THE OTHER HALF
Brutality and war
The pictures from Iraq raise an entirely new set of disturbing questions. That brutality has no gender, and that power distorts all humans, men and women ... .
LIKE the rest of the world, I was sickened by the photographs of American soldiers torturing Iraqi prisoners. It was a bestial reminder of man's inhumanity to man. It also illustrated the brutal reality of war and the thinking that goes with it. People are not people anymore. They become "the enemy", sub-humans. As a result, people who seem normal, your everyday Joe, suddenly become these sadistic monsters who will stoop to anything to achieve the end.
And what is that end? To find out the truth. In the context of Iraq, that is particularly ghoulish as the entire exercise has been based on a lie. So what truth? Whose truth? When there are only lies, how can you extract truth from "the enemy"?

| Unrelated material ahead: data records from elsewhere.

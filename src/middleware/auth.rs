use actix_web::{Error, FromRequest, HttpRequest, dev::Payload, error::ErrorUnauthorized, web};
use futures_util::future::{Ready, err, ok};
use tracing::warn;
use uuid::Uuid;

use crate::models::user::UserRole;
use crate::services::auth::AuthService;

/// Authenticated principal extracted from a bearer token. The role comes
/// from validated claims, never from the request body or query string.
#[derive(Debug, Clone)]
pub struct AuthenticatedUser {
    pub user_id: Uuid,
    pub email: String,
    pub user_role: UserRole,
}

impl FromRequest for AuthenticatedUser {
    type Error = Error;
    type Future = Ready<Result<Self, Self::Error>>;

    fn from_request(req: &HttpRequest, _payload: &mut Payload) -> Self::Future {
        let Some(auth_service) = req.app_data::<web::Data<AuthService>>() else {
            return err(ErrorUnauthorized("Authentication is not configured"));
        };

        let token = req
            .headers()
            .get("Authorization")
            .and_then(|value| value.to_str().ok())
            .and_then(|value| value.strip_prefix("Bearer "));

        let Some(token) = token else {
            return err(ErrorUnauthorized("Missing bearer token"));
        };

        match auth_service.decode_token(token) {
            Ok(claims) => ok(AuthenticatedUser {
                user_id: claims.sub,
                email: claims.email,
                user_role: claims.role,
            }),
            Err(e) => {
                warn!("Rejected bearer token: {}", e);
                err(ErrorUnauthorized("Invalid or expired token"))
            }
        }
    }
}
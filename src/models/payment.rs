use crate::database::connection::DbPool;
use chrono::{DateTime, Utc};
use rust_decimal::Decimal;
use serde::{Deserialize, Serialize};
use sqlx::{FromRow, QueryBuilder, Type};
use std::str::FromStr;
use uuid::Uuid;

#[derive(Debug, Clone, Copy, Serialize, Deserialize, Type, PartialEq, Eq)]
#[sqlx(type_name = "payment_status", rename_all = "lowercase")]
#[serde(rename_all = "lowercase")]
pub enum PaymentStatus {
    Pending,
    Completed,
    Failed,
}

impl PaymentStatus {
    /// Completed and Failed are terminal. The only legal moves are
    /// Pending -> Completed and Pending -> Failed.
    pub fn can_transition_to(&self, next: PaymentStatus) -> bool {
        matches!(
            (self, next),
            (PaymentStatus::Pending, PaymentStatus::Completed)
                | (PaymentStatus::Pending, PaymentStatus::Failed)
        )
    }
}

impl FromStr for PaymentStatus {
    type Err = ();

    fn from_str(s: &str) -> Result<Self, Self::Err> {
        match s {
            "pending" => Ok(PaymentStatus::Pending),
            "completed" => Ok(PaymentStatus::Completed),
            "failed" => Ok(PaymentStatus::Failed),
            _ => Err(()),
        }
    }
}

#[derive(Debug, Clone, Serialize, Deserialize, FromRow)]
pub struct Payment {
    pub id: Uuid,
    pub title: String,
    pub amount: Decimal,
    pub email: String,
    pub status: PaymentStatus,
    pub gateway_reference: Option<String>,
    pub created_at: DateTime<Utc>,
    pub updated_at: DateTime<Utc>,
}

#[derive(Debug, Clone, Deserialize)]
pub struct CreatePayment {
    pub title: String,
    pub amount: Decimal,
    pub email: String,
}

/// Conjunctive listing predicates. `email` is set by the lifecycle engine
/// from the caller's role, never taken from the query string directly.
#[derive(Debug, Clone, Default)]
pub struct PaymentFilter {
    pub email: Option<String>,
    pub status: Option<PaymentStatus>,
    pub start_date: Option<DateTime<Utc>>,
    pub end_date: Option<DateTime<Utc>>,
}

impl Payment {
    pub async fn create(pool: &DbPool, payment: CreatePayment) -> Result<Self, sqlx::Error> {
        let now = Utc::now();

        let payment = sqlx::query_as::<_, Payment>(
            "INSERT INTO payments (id, title, amount, email, status, created_at, updated_at)
             VALUES ($1, $2, $3, $4, $5, $6, $7)
             RETURNING *",
        )
        .bind(Uuid::new_v4())
        .bind(payment.title)
        .bind(payment.amount)
        .bind(payment.email)
        .bind(PaymentStatus::Pending)
        .bind(now)
        .bind(now)
        .fetch_one(pool)
        .await?;

        Ok(payment)
    }

    pub async fn find_by_id(pool: &DbPool, id: Uuid) -> Result<Option<Self>, sqlx::Error> {
        let payment = sqlx::query_as::<_, Payment>("SELECT * FROM payments WHERE id = $1")
            .bind(id)
            .fetch_optional(pool)
            .await?;

        Ok(payment)
    }

    pub async fn find_all(pool: &DbPool, filter: &PaymentFilter) -> Result<Vec<Self>, sqlx::Error> {
        let mut query =
            QueryBuilder::<sqlx::Postgres>::new("SELECT * FROM payments WHERE 1 = 1");

        if let Some(email) = &filter.email {
            query.push(" AND email = ").push_bind(email);
        }
        if let Some(status) = filter.status {
            query.push(" AND status = ").push_bind(status);
        }
        if let Some(start) = filter.start_date {
            query.push(" AND created_at >= ").push_bind(start);
        }
        if let Some(end) = filter.end_date {
            query.push(" AND created_at <= ").push_bind(end);
        }
        query.push(" ORDER BY created_at DESC");

        let payments = query.build_query_as::<Payment>().fetch_all(pool).await?;

        Ok(payments)
    }

    /// Attaches a gateway reference only while none is recorded, so a
    /// retried intent creation can never overwrite a live reference.
    pub async fn set_gateway_reference(
        pool: &DbPool,
        id: Uuid,
        reference: &str,
    ) -> Result<Option<Self>, sqlx::Error> {
        let payment = sqlx::query_as::<_, Payment>(
            "UPDATE payments
             SET gateway_reference = $2, updated_at = $3
             WHERE id = $1 AND gateway_reference IS NULL
             RETURNING *",
        )
        .bind(id)
        .bind(reference)
        .bind(Utc::now())
        .fetch_optional(pool)
        .await?;

        Ok(payment)
    }

    /// Conditional status write keyed on the expected current status. Two
    /// racing updates on the same id cannot both succeed.
    pub async fn update_status_if(
        pool: &DbPool,
        id: Uuid,
        from: PaymentStatus,
        to: PaymentStatus,
    ) -> Result<Option<Self>, sqlx::Error> {
        let payment = sqlx::query_as::<_, Payment>(
            "UPDATE payments
             SET status = $3, updated_at = $4
             WHERE id = $1 AND status = $2
             RETURNING *",
        )
        .bind(id)
        .bind(from)
        .bind(to)
        .bind(Utc::now())
        .fetch_optional(pool)
        .await?;

        Ok(payment)
    }
}

#[cfg(test)]
mod tests {
    use super::*;

    #[test]
    fn pending_can_reach_both_terminals() {
        assert!(PaymentStatus::Pending.can_transition_to(PaymentStatus::Completed));
        assert!(PaymentStatus::Pending.can_transition_to(PaymentStatus::Failed));
    }

    #[test]
    fn terminal_states_have_no_outbound_transitions() {
        for from in [PaymentStatus::Completed, PaymentStatus::Failed] {
            for to in [
                PaymentStatus::Pending,
                PaymentStatus::Completed,
                PaymentStatus::Failed,
            ] {
                assert!(!from.can_transition_to(to));
            }
        }
    }

    #[test]
    fn pending_cannot_stay_pending_via_transition() {
        assert!(!PaymentStatus::Pending.can_transition_to(PaymentStatus::Pending));
    }

    #[test]
    fn status_parses_wire_values() {
        assert_eq!("pending".parse::<PaymentStatus>(), Ok(PaymentStatus::Pending));
        assert_eq!(
            "completed".parse::<PaymentStatus>(),
            Ok(PaymentStatus::Completed)
        );
        assert_eq!("failed".parse::<PaymentStatus>(), Ok(PaymentStatus::Failed));
        assert!("approved".parse::<PaymentStatus>().is_err());
    }
}
pub mod auth;
pub mod document;
pub mod payment;
pub mod summary;
pub mod user;
pub mod auth;
pub mod gateway;
pub mod lifecycle;
pub mod storage;
pub mod store;
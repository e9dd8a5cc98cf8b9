use chrono::Utc;
use serde::{Deserialize, Serialize};
use uuid::Uuid;

use crate::models::user::UserRole;

#[derive(Debug, Deserialize)]
pub struct LoginRequest {
    pub email: String,
    pub password: String,
}

#[derive(Debug, Deserialize)]
pub struct RegisterRequest {
    pub fullname: String,
    pub email: String,
    pub password: String,
    pub user_role: Option<String>,
}

#[derive(Debug, Serialize)]
pub struct AuthResponse {
    pub token: String,
    pub user: UserInfo,
}

#[derive(Debug, Serialize)]
pub struct UserInfo {
    pub id: Uuid,
    pub fullname: String,
    pub email: String,
    pub user_role: UserRole,
}

#[derive(Debug, Serialize, Deserialize)]
pub struct Claims {
    pub sub: Uuid,
    pub email: String,
    pub role: UserRole,
    pub exp: i64, // expiration time
    pub iat: i64, // issued at
}

impl Claims {
    pub fn new(user_id: Uuid, email: String, role: UserRole) -> Self {
        let now = Utc::now().timestamp();
        Self {
            sub: user_id,
            email,
            role,
            exp: now + (24 * 60 * 60), // 24 hours
            iat: now,
        }
    }
}
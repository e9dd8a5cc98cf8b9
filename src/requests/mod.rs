pub mod document;
pub mod payment;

At a more personal level, the sight of a woman soldier apparently enjoying the humiliation and degradation of these Iraqi male prisoners was even more revolting. But it was also sobering. For it was a reminder that brutality has no gender, that power distorts all humans, men and women, and that war brutalises entire civilisations. So when women don that uniform, they are accepting all that goes with being part of the war machine - the power and the glory but also the torture and the brutality.
When I saw the photographs of the woman soldier, I was hoping that the picture was doctored, that her picture was superimposed and that she did not actually participate in the humiliation of these men. But in all probability she was a fully conscious participant of what now appears to be the most appalling exercise by men and women belonging to a country that claims to have humane, civilised values and prefers to call many other parts of the world barbaric. But here is proof that barbarism is not the exclusive domain of a few nations.
What is ironic about this incident is that it stands on its head established notions about women and war that depicts women at the receiving end of the brutality. Take Rwanda, for instance, the central African nation that saw one of the worst genocides in the world in 1994. In the course of just 100 days, one million people were killed, the majority of them Tutsis. Human rights groups reporting on the genocide also recorded that between 2,50,000 to half a million women were raped. This is out of a population of eight million.
Today this traumatised nation, 60 per cent of whose population lives in extreme poverty, is coming to terms with the price of war. And this is being played out in the lives of the thousands of women who were raped. These women are now HIV positive. Today an estimated 1,00,000 Rwandans needed anti-retroviral drugs to fight the disease. They are fighting another war, one that they cannot win.
At the same time, something else has come out of the ashes of the massacre of 1994. Rwanda now has the highest proportion of women legislators in the world. In the October 2003 elections to its National Assembly, women won 48.8 per cent of the seats. In the Swedish Parliament, 45 per cent of the legislators are women. The fact that one-third of the seats are reserved for women did help. But some women won from non-reserved seats. And today, women hold nine out of 28 ministerial posts.
This change did not come easily. It was the consequence of women's active participation in the post-genocide period where many of them went out to help the survivors rebuild their lives. Donor agencies also invested in projects designed to make women politically aware. Women participated in drawing up a new Constitution and ensured that women had the right to inherit property and that stiff penalties were in place for child rapists.
This is a remarkable turnaround within a decade in a country that lost a huge chunk of its population in the war. But there is still a long way to go to overcome poverty, disease and the societal crisis where thousands of women are widowed or abandoned.
Another story of women and war comes from Eritrea, formerly a province of Ethiopia. After a 30-year long war to gain Independence, Eritrea become a separate independent nation in 1993. Women were at the heart of the armed struggle waged by the Eritrean People's Liberation Front. They fought shoulder to shoulder with the men and made up one-third of the rebel army. The Eritrean woman solider had become something of an iconic figure.
After Independence, these women succeeded in ensuring that women's rights were codified. They won the right to own property, to divorce and to get custody of children. Thirty per cent of the seats in the National Assembly were reserved for women. And March 8, International Women's Day was declared a national holiday.
But a decade later, the women who fought for their country's independence are now waging another battle. The President of the National Union of Eritrean Women was quoted as saying, "You can't legislate attitudes." She was referring to the fact that despite the equal rights written into law and the fact that women fought alongside men, in times of peace men would like them to sit at home, cook and wash for them and become good housewives. The least wanted jobs are left for women while men take the comfortable government jobs or the lucrative ones. A newspaper article on the free Eritrea quoted a man saying, "Men have forgotten everything. Our previous life was to work together. Now women carry the burden. It is shameful."
The stories from Rwanda and Eritrea still fit within the accepted notions of women and war. The pictures from Iraq raise an entirely new set of disturbing questions. In their quest for equal rights, should women draw the line? Or is it inevitable that once they have voluntarily signed up for institutions like the military, they are endorsing brutality and its justifications?